TASK STATEMENT ▸ Each line in the data holding "main" should be listed.

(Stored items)
=====

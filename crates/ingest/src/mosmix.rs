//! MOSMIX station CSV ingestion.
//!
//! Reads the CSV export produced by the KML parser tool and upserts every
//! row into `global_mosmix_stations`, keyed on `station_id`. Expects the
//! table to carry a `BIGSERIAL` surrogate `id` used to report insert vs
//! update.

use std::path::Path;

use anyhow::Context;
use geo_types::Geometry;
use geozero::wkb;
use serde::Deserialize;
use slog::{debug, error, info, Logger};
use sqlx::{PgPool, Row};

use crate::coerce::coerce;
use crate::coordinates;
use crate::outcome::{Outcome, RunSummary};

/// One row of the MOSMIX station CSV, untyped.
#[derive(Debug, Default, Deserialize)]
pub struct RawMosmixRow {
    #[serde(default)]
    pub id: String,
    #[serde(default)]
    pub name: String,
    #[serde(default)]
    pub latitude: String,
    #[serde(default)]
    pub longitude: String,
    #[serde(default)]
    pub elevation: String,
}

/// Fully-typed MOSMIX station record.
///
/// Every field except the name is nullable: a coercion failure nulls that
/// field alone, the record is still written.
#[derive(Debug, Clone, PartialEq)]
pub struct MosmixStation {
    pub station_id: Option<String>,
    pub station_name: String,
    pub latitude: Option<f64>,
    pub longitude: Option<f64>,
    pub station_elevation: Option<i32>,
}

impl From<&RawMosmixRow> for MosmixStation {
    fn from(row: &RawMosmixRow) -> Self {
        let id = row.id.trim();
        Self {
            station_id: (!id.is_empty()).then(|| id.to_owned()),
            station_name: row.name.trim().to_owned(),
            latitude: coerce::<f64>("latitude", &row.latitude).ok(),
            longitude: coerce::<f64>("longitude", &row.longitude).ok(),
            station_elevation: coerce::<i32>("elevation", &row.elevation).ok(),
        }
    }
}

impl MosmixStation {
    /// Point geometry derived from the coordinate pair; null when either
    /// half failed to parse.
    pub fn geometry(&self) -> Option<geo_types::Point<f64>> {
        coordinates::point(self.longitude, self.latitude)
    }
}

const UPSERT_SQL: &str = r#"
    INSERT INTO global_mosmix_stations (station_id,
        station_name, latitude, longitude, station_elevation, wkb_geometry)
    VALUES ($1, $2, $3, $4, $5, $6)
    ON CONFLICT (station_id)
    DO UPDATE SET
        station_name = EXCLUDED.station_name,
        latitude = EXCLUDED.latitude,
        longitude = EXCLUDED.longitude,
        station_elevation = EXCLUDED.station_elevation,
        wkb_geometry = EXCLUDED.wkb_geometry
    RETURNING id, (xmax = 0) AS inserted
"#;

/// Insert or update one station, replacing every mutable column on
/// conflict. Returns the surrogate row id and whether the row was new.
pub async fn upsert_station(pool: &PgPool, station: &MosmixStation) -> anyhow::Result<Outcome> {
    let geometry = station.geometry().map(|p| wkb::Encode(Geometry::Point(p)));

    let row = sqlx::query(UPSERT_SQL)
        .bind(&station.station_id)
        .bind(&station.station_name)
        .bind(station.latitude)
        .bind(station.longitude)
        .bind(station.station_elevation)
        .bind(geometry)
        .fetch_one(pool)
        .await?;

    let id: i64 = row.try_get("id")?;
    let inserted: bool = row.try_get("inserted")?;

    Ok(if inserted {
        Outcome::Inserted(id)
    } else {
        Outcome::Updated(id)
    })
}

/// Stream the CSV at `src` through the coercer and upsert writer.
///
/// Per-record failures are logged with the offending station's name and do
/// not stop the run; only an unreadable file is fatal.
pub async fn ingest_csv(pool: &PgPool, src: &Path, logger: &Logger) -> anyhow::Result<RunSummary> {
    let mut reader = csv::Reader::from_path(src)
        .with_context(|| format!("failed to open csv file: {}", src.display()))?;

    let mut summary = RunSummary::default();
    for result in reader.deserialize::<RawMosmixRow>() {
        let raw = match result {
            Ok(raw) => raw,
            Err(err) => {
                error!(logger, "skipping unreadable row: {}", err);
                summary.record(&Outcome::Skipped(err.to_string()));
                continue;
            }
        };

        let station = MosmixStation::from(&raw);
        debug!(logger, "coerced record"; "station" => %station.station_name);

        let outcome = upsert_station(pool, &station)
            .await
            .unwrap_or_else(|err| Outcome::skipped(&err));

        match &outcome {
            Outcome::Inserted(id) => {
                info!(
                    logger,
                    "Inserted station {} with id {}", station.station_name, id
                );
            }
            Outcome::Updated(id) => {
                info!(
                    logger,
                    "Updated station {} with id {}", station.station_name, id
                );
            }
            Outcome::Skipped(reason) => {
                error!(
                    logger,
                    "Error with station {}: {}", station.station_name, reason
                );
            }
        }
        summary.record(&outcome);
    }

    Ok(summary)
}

=====

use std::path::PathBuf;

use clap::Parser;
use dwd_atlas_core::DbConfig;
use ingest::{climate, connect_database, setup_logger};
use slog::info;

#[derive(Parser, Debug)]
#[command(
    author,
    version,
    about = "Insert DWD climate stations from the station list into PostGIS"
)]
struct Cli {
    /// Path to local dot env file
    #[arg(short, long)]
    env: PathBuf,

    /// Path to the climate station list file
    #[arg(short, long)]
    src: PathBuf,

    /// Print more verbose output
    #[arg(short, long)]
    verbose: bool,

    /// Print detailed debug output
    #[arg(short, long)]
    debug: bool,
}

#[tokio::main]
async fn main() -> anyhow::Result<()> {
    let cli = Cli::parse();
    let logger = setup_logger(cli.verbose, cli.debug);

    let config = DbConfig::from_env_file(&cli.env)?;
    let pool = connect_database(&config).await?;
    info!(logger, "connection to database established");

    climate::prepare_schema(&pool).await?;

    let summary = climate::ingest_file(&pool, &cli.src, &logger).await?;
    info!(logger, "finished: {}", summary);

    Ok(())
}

=====

SOLUTION TO THE EXERCISE ▸
#[tokio::main]
async fn main() -> anyhow::Result<()> {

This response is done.